Thus, the crucial ingredients existed at this time for a belief that blood could be collected from a human, stored in a container, and then eventually used to sustain another person’s life, even after the donor’s death. Mind you, medical science was not far enough along to practically conduct this procedure in 1818, when
Frankenstein
was published, but the ideas were there. And if blood could be stored after death, why not body parts?

Today hearts, lungs, kidneys, and even, according to one recent study, tracheas can be moved from one person to another. During Shelley’s day, this was not the case; if people received transplants, they died. But tests with animals were being conducted and a lot of information was accumulated.
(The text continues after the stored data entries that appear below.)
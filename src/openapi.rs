use utoipa::OpenApi;
use utoipa_swagger_ui::SwaggerUi;

#[derive(OpenApi)]
#[openapi(
    info(
        title = "CargoTrack API",
        version = "1.0.0",
        description = r#"
# CargoTrack Shipment Tracking API

Back-office and customer-facing API for cross-border shipment tracking.

- **Tracking items**: one record per tracking number with the current
  milestone, coarse status, location, and expected delivery date
- **History ledger**: every status update appends an entry; the trail is
  never rewritten
- **Customer portal**: customers list their own shipments and may correct
  the delivery location
- **Audit**: administrative mutations are recorded in an activity log

## Authentication

Administrative and customer endpoints require a JWT bearer token:

```
Authorization: Bearer <token>
```

The public search endpoint takes no credentials.
        "#
    ),
    servers(
        (url = "http://localhost:8080", description = "Local development")
    ),
    tags(
        (name = "tracking", description = "Tracking item management"),
        (name = "customer", description = "Customer portal endpoints"),
        (name = "customers", description = "Customer directory"),
        (name = "activity-logs", description = "Activity audit trail")
    ),
    paths(
        crate::handlers::tracking::list_tracking_items,
        crate::handlers::tracking::create_tracking_item,
        crate::handlers::tracking::update_tracking_item,
        crate::handlers::tracking::delete_tracking_item,
        crate::handlers::tracking::search_tracking_item,
        crate::handlers::tracking::my_tracking_items,
        crate::handlers::tracking::update_my_tracking_location,
        crate::handlers::customers::list_customers,
        crate::handlers::activity_logs::list_activity_logs,
    ),
    components(
        schemas(
            crate::ApiResponse<serde_json::Value>,
            crate::errors::ErrorResponse,
            crate::entities::StatusTitle,
            crate::entities::TrackingStatus,
            crate::entities::ActorType,
            crate::handlers::tracking::TrackingItemView,
            crate::handlers::tracking::TrackingHistoryView,
            crate::handlers::tracking::TrackingRecordView,
            crate::handlers::tracking::CreateTrackingItemRequest,
            crate::handlers::tracking::UpdateTrackingItemRequest,
            crate::handlers::tracking::UpdateLocationRequest,
            crate::handlers::customers::CustomerView,
            crate::handlers::activity_logs::ActivityLogView,
            crate::handlers::activity_logs::ActivityLogPage,
        )
    )
)]
pub struct ApiDocV1;

pub fn swagger_ui() -> SwaggerUi {
    SwaggerUi::new("/swagger-ui")
        .url("/api-docs/openapi.json", ApiDocV1::openapi())
        .config(utoipa_swagger_ui::Config::from("/api-docs/openapi.json").try_it_out_enabled(true))
}

#[cfg(test)]
mod tests {
    use super::*;

    #[test]
    fn openapi_document_covers_core_routes() {
        let openapi = ApiDocV1::openapi();
        let json = serde_json::to_string(&openapi).unwrap();
        assert!(json.contains("CargoTrack"));
        assert!(json.contains("/api/v1/tracking"));
        assert!(json.contains("/api/v1/tracking/search"));
        assert!(json.contains("/api/v1/customer/tracking"));
        assert!(json.contains("/api/v1/activity-logs"));
    }
}
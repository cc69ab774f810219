use chrono::{NaiveDate, Utc};
use sea_orm::{
    ActiveModelTrait, ColumnTrait, EntityTrait, ModelTrait, QueryFilter, QueryOrder, Set, SqlErr,
    TransactionTrait,
};
use std::collections::HashMap;
use std::sync::Arc;
use tracing::instrument;

use crate::{
    db::DbPool,
    entities::{
        activity_log::ActorType,
        customer, tracking_history,
        tracking_item::{self, StatusTitle, TrackingStatus},
    },
    errors::ServiceError,
    events::{Event, EventSender},
    services::activity_log::ActivityLogService,
};

/// Input for creating a tracking item. Omitted fields take the documented
/// defaults; the customer snapshot is taken from the directory at this point
/// and never synced afterwards.
#[derive(Debug, Clone)]
pub struct NewTrackingItem {
    pub tracking_number: String,
    pub customer_id: i64,
    pub product_name: Option<String>,
    pub product_quantity: Option<i32>,
    pub status_title: Option<StatusTitle>,
    pub status: Option<TrackingStatus>,
    pub current_location: Option<String>,
    pub expected_date: Option<NaiveDate>,
    pub description: Option<String>,
}

/// Partial update for a tracking item. Plain `Option` fields keep the stored
/// value when `None`; the double-`Option` fields additionally distinguish
/// "omitted" (`None`, keep) from "explicitly cleared" (`Some(None)`).
#[derive(Debug, Clone, Default)]
pub struct TrackingItemPatch {
    pub status_title: Option<StatusTitle>,
    pub status: Option<TrackingStatus>,
    pub current_location: Option<Option<String>>,
    pub expected_date: Option<Option<NaiveDate>>,
    pub description: Option<String>,
}

/// A tracking item merged with its history trail, newest entry first.
#[derive(Debug, Clone)]
pub struct TrackingRecord {
    pub item: tracking_item::Model,
    pub histories: Vec<tracking_history::Model>,
}

/// Who performed an admin mutation, for the audit trail.
#[derive(Debug, Clone)]
pub struct AuditContext {
    pub actor_id: i64,
    pub source_ip: Option<String>,
}

/// The tracking lifecycle manager: sole authority for creating and
/// transitioning tracking items.
///
/// Every mutation of the status-relevant fields runs in one transaction that
/// also appends exactly one history entry carrying the post-merge state, so
/// the newest history row always agrees with the item itself. The audit log
/// and the event channel sit outside the transaction and are best-effort.
#[derive(Clone)]
pub struct TrackingService {
    db: Arc<DbPool>,
    event_sender: EventSender,
    activity_log: Arc<ActivityLogService>,
}
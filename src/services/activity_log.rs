use chrono::Utc;
use sea_orm::{ActiveModelTrait, EntityTrait, PaginatorTrait, QueryOrder, QuerySelect, Set};
use std::sync::Arc;
use tracing::{error, instrument};

use crate::{
    db::DbPool,
    entities::activity_log::{self, ActorType},
    errors::ServiceError,
};

/// Best-effort audit sink for admin and customer actions.
#[derive(Clone)]
pub struct ActivityLogService {
    db: Arc<DbPool>,
}

impl ActivityLogService {
    pub fn new(db: Arc<DbPool>) -> Self {
        Self { db }
    }

    /// Records one audit entry. Failures are logged and swallowed: audit
    /// unavailability must never fail or roll back the operation being
    /// audited.
    #[instrument(skip(self, description))]
    pub async fn record(
        &self,
        user_type: ActorType,
        user_id: i64,
        action: &str,
        description: Option<String>,
        ip_address: Option<String>,
    ) {
        let entry = activity_log::ActiveModel {
            user_type: Set(user_type),
            user_id: Set(user_id),
            action: Set(action.to_string()),
            description: Set(description),
            ip_address: Set(ip_address.unwrap_or_else(|| "unknown".to_string())),
            created_at: Set(Utc::now()),
            ..Default::default()
        };

        if let Err(e) = entry.insert(&*self.db).await {
            error!(error = %e, action, "failed to record activity log entry");
        }
    }

    /// Lists audit entries newest first, with the total count for paging.
    #[instrument(skip(self))]
    pub async fn list(
        &self,
        limit: u64,
        offset: u64,
    ) -> Result<(Vec<activity_log::Model>, u64), ServiceError> {
        let total = activity_log::Entity::find().count(&*self.db).await?;

        let entries = activity_log::Entity::find()
            .order_by_desc(activity_log::Column::CreatedAt)
            .order_by_desc(activity_log::Column::Id)
            .offset(offset)
            .limit(limit)
            .all(&*self.db)
            .await?;

        Ok((entries, total))
    }
}
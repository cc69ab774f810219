pub mod activity_log;
pub mod customer;
pub mod tracking_history;
pub mod tracking_item;

pub use activity_log::ActorType;
pub use tracking_item::{StatusTitle, TrackingStatus};
use config::{Config, ConfigError, Environment, File};
use serde::Deserialize;
use std::env;
use std::path::Path;
use thiserror::Error;
use validator::Validate;

const DEFAULT_LOG_LEVEL: &str = "info";
const DEFAULT_ENV: &str = "development";
const DEFAULT_PORT: u16 = 8080;
const CONFIG_DIR: &str = "config";

/// Application configuration with validation.
#[derive(Clone, Debug, Deserialize, Validate)]
pub struct AppConfig {
    /// Database connection URL (MySQL in production, SQLite in tests)
    pub database_url: String,

    /// JWT secret key used to verify bearer tokens
    #[validate(length(min = 32))]
    pub jwt_secret: String,

    /// JWT expiration time in seconds
    #[serde(default = "default_jwt_expiration")]
    pub jwt_expiration: u64,

    /// Server host address
    #[serde(default = "default_host")]
    pub host: String,

    /// Server port
    #[serde(default = "default_port")]
    pub port: u16,

    /// Application environment (development, test, production)
    #[serde(default = "default_environment")]
    pub environment: String,

    /// Logging level
    #[serde(default = "default_log_level")]
    pub log_level: String,

    /// Log in JSON format (structured logging)
    #[serde(default)]
    pub log_json: bool,

    /// Whether to run database migrations on startup
    #[serde(default)]
    pub auto_migrate: bool,

    /// DB pool: max connections
    #[serde(default = "default_db_max_connections")]
    pub db_max_connections: u32,

    /// DB pool: min connections
    #[serde(default = "default_db_min_connections")]
    pub db_min_connections: u32,
}

fn default_host() -> String {
    "0.0.0.0".to_string()
}

fn default_port() -> u16 {
    DEFAULT_PORT
}

fn default_environment() -> String {
    DEFAULT_ENV.to_string()
}

fn default_log_level() -> String {
    DEFAULT_LOG_LEVEL.to_string()
}

fn default_jwt_expiration() -> u64 {
    3600
}

fn default_db_max_connections() -> u32 {
    10
}

fn default_db_min_connections() -> u32 {
    1
}

impl AppConfig {
    /// Construct a configuration directly; used by tests and tools that do
    /// not read configuration files.
    pub fn new(database_url: String, jwt_secret: String, host: String, port: u16) -> Self {
        Self {
            database_url,
            jwt_secret,
            jwt_expiration: default_jwt_expiration(),
            host,
            port,
            environment: "test".to_string(),
            log_level: default_log_level(),
            log_json: false,
            auto_migrate: false,
            db_max_connections: default_db_max_connections(),
            db_min_connections: default_db_min_connections(),
        }
    }

    pub fn is_development(&self) -> bool {
        self.environment == "development"
    }

    pub fn log_level(&self) -> &str {
        &self.log_level
    }
}

#[derive(Debug, Error)]
pub enum AppConfigError {
    #[error("configuration error: {0}")]
    Config(#[from] ConfigError),

    #[error("invalid configuration: {0}")]
    Validation(#[from] validator::ValidationErrors),
}

/// Load configuration from `config/default.toml`, an optional
/// environment-specific file, and `APP_*` environment variables (highest
/// precedence).
pub fn load_config() -> Result<AppConfig, AppConfigError> {
    let run_env = env::var("RUN_ENV").unwrap_or_else(|_| DEFAULT_ENV.to_string());

    let mut builder = Config::builder()
        .add_source(File::from(Path::new(CONFIG_DIR).join("default")).required(false))
        .add_source(File::from(Path::new(CONFIG_DIR).join(&run_env)).required(false))
        .add_source(Environment::with_prefix("APP"));

    // DATABASE_URL wins over file-based settings when set, matching common
    // deployment environments.
    if let Ok(url) = env::var("DATABASE_URL") {
        builder = builder.set_override("database_url", url)?;
    }

    let cfg: AppConfig = builder.build()?.try_deserialize()?;
    cfg.validate()?;
    Ok(cfg)
}

/// Initialize the global tracing subscriber. `RUST_LOG` overrides the
/// configured level when present.
pub fn init_tracing(level: &str, json: bool) {
    use tracing_subscriber::fmt;

    let default_directive = format!("cargotrack_api={},tower_http=debug", level);
    let filter_directive = env::var("RUST_LOG")
        .ok()
        .filter(|s| !s.trim().is_empty())
        .unwrap_or(default_directive);

    if json {
        let _ = fmt().with_env_filter(filter_directive).json().try_init();
    } else {
        let _ = fmt().with_env_filter(filter_directive).try_init();
    }
}

#[cfg(test)]
mod tests {
    use super::*;

    #[test]
    fn new_config_applies_defaults() {
        let cfg = AppConfig::new(
            "sqlite::memory:".to_string(),
            "0123456789abcdef0123456789abcdef".to_string(),
            "127.0.0.1".to_string(),
            8080,
        );
        assert_eq!(cfg.jwt_expiration, 3600);
        assert_eq!(cfg.db_max_connections, 10);
        assert!(!cfg.auto_migrate);
    }

    #[test]
    fn short_jwt_secret_fails_validation() {
        let cfg = AppConfig::new(
            "sqlite::memory:".to_string(),
            "short".to_string(),
            "127.0.0.1".to_string(),
            8080,
        );
        assert!(cfg.validate().is_err());
    }
}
So it seems plausible that readers of
Frankenstein,
during its first decade of publication, believed that, just like blood, organs could be collected and reused after death. It is this connection to reality that must have made Shelley’s monster not just a black-lipped, yellow-eyed horror but a science-made terror that could really be created at a research institute.

Sexual awakening

Frankenstein
was only the beginning. Since the publication of Shelley’s novel, creatures crafted by the hands of humanity have continued to find their way into monster literature. The beast folk in H. G. Wells’s
The Island of Doctor Moreau
are very similar to Dr. Frankenstein’s monster in that they are built by a scientist. Even though Dr. Moreau does not breathe life into them as clearly as Dr. Frankenstein does (they are living animals at the start and living animals at the end of the scientific process), he is effectively responsible for their creation. Dren, the monster featured in Vincenzo Natali’s 2009 film
Splice,
is another example. Using modern science to make the story believable, Dren is created from animal DNA that is spliced together with human DNA rather than stitched together from a combination of animal and human body parts (a method that would lead to a severe immune system reaction that would make foreign blood
rejection look tame). Dren is effectively a genetically engineered creature with an alluring feminine face, legs like those of a quadrupedal beast, and a tail with a stinger on its end. This combination places her in the unusual situation of being simultaneously frightening and erotic. It also makes her something of a modern Chimera. The utterly lethal monster Sil in Roger Donaldson’s 1995 film
Species
is similarly created through genetic engineering, with scientists using genetic information sent to them from space to craft a new organism. Again like Dren, Sil is simultaneously sexually alluring and menacing. This is a far cry from Dr. Frankenstein’s monster and Dr. Moreau’s original beast folk, which were all entirely hideous, but it is not different from the modern adaptation of Dr. Moreau. The 1996 film version of Wells’s tale, which deviates substantially from the original text, includes a female member of the beast folk named Aissa, who is both attractive and fanged. So why is sex appeal being increasingly merged with dangerous creations?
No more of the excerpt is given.